Jeff BiggersThe PEN Ten is PEN America’s weekly interview series. This week Ken Chen, executive director at the Asian American Writers’ Workshop, speaks to historian, journalist, and playwright Jeff Biggers, whose book, Resistance: Reclaiming an American Tradition, was published this year by Counterpoint.

1. How does your identity shape your writing? Is there such a thing as “the writer’s identity”?
My new book looks at the role of writers—writers of resistance, in many respects. Revolutionary author Thomas Paine, who published poetry, parables, short stories, songs, as well as news stories in his Philadelphia magazine, declared the “universal empire is the prerogative of the writer.” He added for good measure: “The Republic of Letters is more ancient than monarchy.” I’d agree with that. In the mid-19th century, African-American writer Maria Stewart methodically embraced her role as a writer of the resistance, publishing essays—not sermons—and performing them in counterspaces that had been reserved for white versions of abolition. “O woman, woman! upon you I call,” Stewart appealed, “for upon your exertions almost entirely depends whether the rising generation shall be anything more than we have or not. “

2. In an era of “alternative facts” and “fake news,” how does your writing navigate truth? And what is the relationship between truth and fiction?
Gene Roberts, the former reporter and editor of the NY Times, who covered the civil rights movement on the heels of the African American press, sought to bring the truth out of the shadows—to write about it so candidly and so repeatedly, as he noted in his book Race Beat, “that white Americans outside the South could no longer look the other way.”

3. Writers are often influenced by the words of others, building up from the foundations others have laid. Where is the line between inspiration and appropriation?
A fine one. I write about Henry David Thoreau being inspired by Native American author and activist William Apess, who went to jail in defense of the Mashpee community on Cape Cod in the 1830s and effectively framed an early version of civil disobedience. Reclaiming Apess’s critical role for me was vital in recognizing unaccredited ideas.

4. “Resistance” is a long-employed term that has come to mean anything from resisting tyranny, to resisting societal norms, to resisting negative urges and bad habits, and so much more. It there anything you are resisting right now? Is your writing involved in that act of resistance?
I view “resistance” through a fairly broad lens, beyond the requisite protest and petition, and ultimately as part of our American credo to fend off attacks on democracy: Reclaiming the public commons, providing a “truth and reconciliation” commission of stories that confronts the erasure of certain histories in our chronicles—what I term “historicide”—and re-peopling our histories in a more honest and compelling account of “we the people,” serving as an agency of renewal—these are all elements of resistance today.

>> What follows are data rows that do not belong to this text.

use crate::model::{
    AttributeKind, AttributeModel, EntityModel, EnumModel, EnumStorage, ScalarKind,
    register_model,
};
use crate::traits::EntityKind;
use crate::value::Value;

///
/// Fixture entities
///
/// A small customer graph covering every shape the engine dispatches on:
/// text, numbers, a name-stored and an ordinal-stored enum, a boolean, an
/// element collection, a one-to-many relation, and a to-one relation for
/// the transient fallback.
///

pub static STATUS: EnumModel = EnumModel {
    name: "Status",
    constants: &["ACTIVE", "INACTIVE"],
    storage: EnumStorage::Ordinal,
};

pub static TIER: EnumModel = EnumModel {
    name: "Tier",
    constants: &["FOO", "BAR"],
    storage: EnumStorage::Name,
};

static CUSTOMER_ID: AttributeModel = AttributeModel {
    name: "id",
    kind: AttributeKind::Scalar(ScalarKind::Int64),
};

static CUSTOMER_ATTRS: [AttributeModel; 9] = [
    AttributeModel {
        name: "name",
        kind: AttributeKind::Scalar(ScalarKind::Text),
    },
    AttributeModel {
        name: "code",
        kind: AttributeKind::Scalar(ScalarKind::Text),
    },
    AttributeModel {
        name: "status",
        kind: AttributeKind::Enum(&STATUS),
    },
    AttributeModel {
        name: "tier",
        kind: AttributeKind::Enum(&TIER),
    },
    AttributeModel {
        name: "age",
        kind: AttributeKind::Scalar(ScalarKind::Int32),
    },
    AttributeModel {
        name: "active",
        kind: AttributeKind::Scalar(ScalarKind::Bool),
    },
    AttributeModel {
        name: "tags",
        kind: AttributeKind::ElementCollection(ScalarKind::Text),
    },
    AttributeModel {
        name: "orders",
        kind: AttributeKind::OneToMany {
            target_path: ORDER_LINE_PATH,
        },
    },
    AttributeModel {
        name: "profile",
        kind: AttributeKind::ToOne {
            target_path: PROFILE_PATH,
        },
    },
];

pub static CUSTOMER: EntityModel = EntityModel {
    path: "pagekit_core::test_fixtures::Customer",
    entity_name: "Customer",
    id: &CUSTOMER_ID,
    attributes: &CUSTOMER_ATTRS,
};

const ORDER_LINE_PATH: &str = "pagekit_core::test_fixtures::OrderLine";

static ORDER_LINE_ID: AttributeModel = AttributeModel {
    name: "id",
    kind: AttributeKind::Scalar(ScalarKind::Int64),
};

static ORDER_LINE_ATTRS: [AttributeModel; 2] = [
    AttributeModel {
        name: "name",
        kind: AttributeKind::Scalar(ScalarKind::Text),
    },
    AttributeModel {
        name: "quantity",
        kind: AttributeKind::Scalar(ScalarKind::Int64),
    },
];

pub static ORDER_LINE: EntityModel = EntityModel {
    path: ORDER_LINE_PATH,
    entity_name: "OrderLine",
    id: &ORDER_LINE_ID,
    attributes: &ORDER_LINE_ATTRS,
};

const PROFILE_PATH: &str = "pagekit_core::test_fixtures::Profile";

static PROFILE_ID: AttributeModel = AttributeModel {
    name: "id",
    kind: AttributeKind::Scalar(ScalarKind::Int64),
};

static PROFILE_ATTRS: [AttributeModel; 1] = [AttributeModel {
    name: "city",
    kind: AttributeKind::Scalar(ScalarKind::Text),
}];

pub static PROFILE: EntityModel = EntityModel {
    path: PROFILE_PATH,
    entity_name: "Profile",
    id: &PROFILE_ID,
    attributes: &PROFILE_ATTRS,
};

/// Register the fixture models; idempotent.
pub fn register_models() {
    register_model(&CUSTOMER);
    register_model(&ORDER_LINE);
    register_model(&PROFILE);
}

///
/// OrderLine
///

#[derive(Clone, Debug, PartialEq)]
pub struct OrderLine {
    pub id: i64,
    pub name: String,
    pub quantity: i64,
}

impl OrderLine {
    pub fn new(id: i64, name: &str, quantity: i64) -> Self {
        Self {
            id,
            name: name.to_string(),
            quantity,
        }
    }

    fn value(&self, attribute: &str) -> Value {
        match attribute {
            "id" => Value::Int(self.id),
            "name" => Value::Text(self.name.clone()),
            "quantity" => Value::Int(self.quantity),
            _ => Value::Null,
        }
    }
}

///
/// Profile
///

#[derive(Clone, Debug, PartialEq)]
pub struct Profile {
    pub id: i64,
    pub city: String,
}

impl Profile {
    fn value(&self, attribute: &str) -> Value {
        match attribute {
            "id" => Value::Int(self.id),
            "city" => Value::Text(self.city.clone()),
            _ => Value::Null,
        }
    }
}

///
/// Customer
///
/// Attribute values mirror storage: the ordinal-stored `status` reads as
/// its ordinal, the name-stored `tier` as its constant name.
///

#[derive(Clone, Debug, PartialEq)]
pub struct Customer {
    pub id: i64,
    pub name: String,
    pub code: String,
    pub status: &'static str,
    pub tier: &'static str,
    pub age: i64,
    pub active: bool,
    pub tags: Vec<String>,
    pub orders: Vec<OrderLine>,
    pub profile: Option<Profile>,
}

impl Customer {
    pub fn new(id: i64, name: &str) -> Self {
        register_models();

        Self {
            id,
            name: name.to_string(),
            code: String::new(),
            status: "ACTIVE",
            tier: "FOO",
            age: 30,
            active: true,
            tags: Vec::new(),
            orders: Vec::new(),
            profile: None,
        }
    }

    pub fn code(mut self, code: &str) -> Self {
        self.code = code.to_string();
        self
    }

    pub const fn status(mut self, status: &'static str) -> Self {
        self.status = status;
        self
    }

    pub const fn tier(mut self, tier: &'static str) -> Self {
        self.tier = tier;
        self
    }

    pub const fn age(mut self, age: i64) -> Self {
        self.age = age;
        self
    }

    pub const fn active(mut self, active: bool) -> Self {
        self.active = active;
        self
    }

    pub fn tags(mut self, tags: &[&str]) -> Self {
        self.tags = tags.iter().map(|tag| (*tag).to_string()).collect();
        self
    }

    pub fn orders(mut self, orders: Vec<OrderLine>) -> Self {
        self.orders = orders;
        self
    }

    pub fn profile(mut self, id: i64, city: &str) -> Self {
        self.profile = Some(Profile {
            id,
            city: city.to_string(),
        });
        self
    }
}

impl EntityKind for Customer {
    const MODEL: &'static EntityModel = &CUSTOMER;

    fn value(&self, path: &str) -> Value {
        match path.split_once('.') {
            None => match path {
                "id" => Value::Int(self.id),
                "name" => Value::Text(self.name.clone()),
                "code" => Value::Text(self.code.clone()),
                "status" => STATUS
                    .ordinal(self.status)
                    .map_or(Value::Null, |ordinal| Value::Int(ordinal as i64)),
                "tier" => Value::Enum(self.tier.to_string()),
                "age" => Value::Int(self.age),
                "active" => Value::Bool(self.active),
                "tags" => Value::List(
                    self.tags
                        .iter()
                        .map(|tag| Value::Text(tag.clone()))
                        .collect(),
                ),
                "orders" => Value::List(
                    self.orders
                        .iter()
                        .map(|order| Value::Int(order.id))
                        .collect(),
                ),
                _ => Value::Null,
            },
            Some(("profile", rest)) => self
                .profile
                .as_ref()
                .map_or(Value::Null, |profile| profile.value(rest)),
            Some(("orders", rest)) => Value::List(
                self.orders
                    .iter()
                    .map(|order| order.value(rest))
                    .collect(),
            ),
            _ => Value::Null,
        }
    }

    fn child_count(&self, field: &str) -> usize {
        if field == "orders" { self.orders.len() } else { 0 }
    }

    fn child_value(&self, field: &str, index: usize, attribute: &str) -> Value {
        if field != "orders" {
            return Value::Null;
        }

        self.orders
            .get(index)
            .map_or(Value::Null, |order| order.value(attribute))
    }

    fn apply_child_selection(&mut self, field: &str, selection: &[usize]) {
        if field != "orders" {
            return;
        }

        self.orders = selection
            .iter()
            .filter_map(|&index| self.orders.get(index).cloned())
            .collect();
    }
}

/// Seed `count` customers with ids `1..=count` and names
/// `user-001`, `user-002`, ...
pub fn seed_users(count: i64) -> Vec<Customer> {
    (1..=count)
        .map(|id| Customer::new(id, &format!("user-{id:03}")))
        .collect()
}
use crate::query::expr::Expr;
use crate::query::paths::{PathError, PathResolver};
use thiserror::Error as ThisError;

///
/// Selection
///
/// Either the root entity or an ordered projection of property
/// expressions. Projection order defines multiselect order.
///

#[derive(Clone, Debug, PartialEq)]
pub enum Selection {
    Root,
    Projection(Vec<ProjectedProperty>),
}

///
/// ProjectedProperty
///

#[derive(Clone, Debug, PartialEq)]
pub struct ProjectedProperty {
    /// Result-type property this selection feeds.
    pub property: String,
    /// Selection alias (`as_` + property with dots replaced).
    pub alias: String,
    pub expr: Expr,
}

///
/// ProjectionError
///

#[derive(Clone, Debug, Eq, PartialEq, ThisError)]
pub enum ProjectionError {
    #[error("projected result type requires an explicit property mapping")]
    MissingMapping,
}

///
/// SelectionPlan
///

#[derive(Debug)]
pub struct SelectionPlan {
    pub selection: Selection,
    /// Aggregated selections force an immediate GROUP BY on the root.
    pub group_by_root: bool,
}

/// Fix the select shape. An empty mapping selects the root when the result
/// type is the entity type, and is fatal otherwise.
pub fn plan_selection(
    mapping: Vec<(String, Expr)>,
    projected: bool,
) -> Result<SelectionPlan, ProjectionError> {
    if mapping.is_empty() {
        if projected {
            return Err(ProjectionError::MissingMapping);
        }

        return Ok(SelectionPlan {
            selection: Selection::Root,
            group_by_root: false,
        });
    }

    let group_by_root = mapping.iter().any(|(_, expr)| expr.is_aggregation());
    let properties = mapping
        .into_iter()
        .map(|(property, expr)| {
            let alias = format!("as_{}", property.replace('.', "$"));
            ProjectedProperty {
                property,
                alias,
                expr,
            }
        })
        .collect();

    Ok(SelectionPlan {
        selection: Selection::Projection(properties),
        group_by_root,
    })
}

///
/// FieldResolver
///
/// Projection-aware resolver: consults the property mapping first, then
/// falls back to the root-based path resolver.
///

pub struct FieldResolver<'a> {
    selection: &'a Selection,
    paths: &'a mut PathResolver,
}

impl<'a> FieldResolver<'a> {
    #[must_use]
    pub fn new(selection: &'a Selection, paths: &'a mut PathResolver) -> Self {
        Self { selection, paths }
    }

    pub fn resolve(&mut self, field: &str) -> Result<Expr, PathError> {
        if let Selection::Projection(properties) = self.selection
            && let Some(hit) = properties.iter().find(|p| p.property == field)
        {
            return Ok(hit.expr.clone());
        }

        Ok(Expr::Path(self.paths.get(field)?))
    }

    pub fn paths(&mut self) -> &mut PathResolver {
        self.paths
    }
}
use crate::model::{EntityModel, is_to_many_path};
use crate::query::dialect::{DialectProfile, PostponedFetchKind};
use crate::query::expr::Expr;
use crate::query::plan::OrderDirection;
use crate::query::select::FieldResolver;
use thiserror::Error as ThisError;

///
/// Order builder
///
/// Translates the request's ordering sequence into backend ORDER BY keys.
/// Ordering fields are programmer-controlled: unknown fields are fatal,
/// and to-many orderings are refused before any backend interaction on
/// backends that cannot paginate them.
///

///
/// OrderError
///

#[derive(Clone, Debug, Eq, PartialEq, ThisError)]
pub enum OrderError {
    #[error("unknown ordering field `{field}`")]
    UnknownField { field: String },

    #[error("ordering through to-many path `{field}` is not supported on this backend")]
    UnsupportedOrdering { field: String },
}

/// Build ORDER BY keys for the request.
///
/// A single-row window skips the ORDER BY entirely.
pub fn build_order(
    ordering: &[(String, OrderDirection)],
    window: u64,
    model: &'static EntityModel,
    profile: &DialectProfile,
    resolver: &mut FieldResolver<'_>,
) -> Result<Vec<(Expr, OrderDirection)>, OrderError> {
    if window == 1 {
        return Ok(Vec::new());
    }

    let mut order = Vec::with_capacity(ordering.len());
    for (field, direction) in ordering {
        if profile.postponed_fetch != PostponedFetchKind::None && is_to_many_path(model, field) {
            return Err(OrderError::UnsupportedOrdering {
                field: field.clone(),
            });
        }

        let expr = resolver
            .resolve(field)
            .map_err(|_| OrderError::UnknownField {
                field: field.clone(),
            })?;

        order.push((expr, *direction));
    }

    Ok(order)
}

In dealing with the most challenging issues of every generation, resistance to duplicitous civil authority and its corporate enablers has defined our quintessential American story. In truth, for anyone who believes in democracy, we’re all in the resistance now.


“In truth, for anyone who believes in democracy,
we’re all in the resistance now.”


5. What do you consider to be the biggest threat to free expression today? Have there been times when your right to free expression has been challenged?
One of my chapters looks at the ramifications of the Sedition Act of 1798, when it was a crime to “write, print, utter or publish, or cause it to be done, or assist in it, any false, scandalous, and malicious writing against the government of the United States, or either House of Congress, or the President.” Courageous journalists led the resistance, as noted by Jefferson, that “arrested the rapid march toward monarchy.”

6. What’s the most daring thing you’ve ever put into words?
My book was inspired by my 12-year-old son, who asked if there was any hope in an age of Trump, an age of climate change. I’ve written eight books of cultural history and hundreds of stories, but my son’s question made this book as about as daring as anything I could attempt.

7. Have you ever written something you wish you could take back? What was your course of action?
That’s why we have paperback versions—to correct our errors!

8. Post, stalk, or shun: What is your relationship to social media as a writer?
Reluctant poster.

9. Can you tell us about a piece of writing that has influenced you that readers might not know about?
I read poetry every morning before I get to work on my narrative nonfiction and theater projects. And I am reminded every morning of the still possibility of wonder.

10. If you could require the current administration to read any book, what would it be?
The Constitution would be nice, for starters.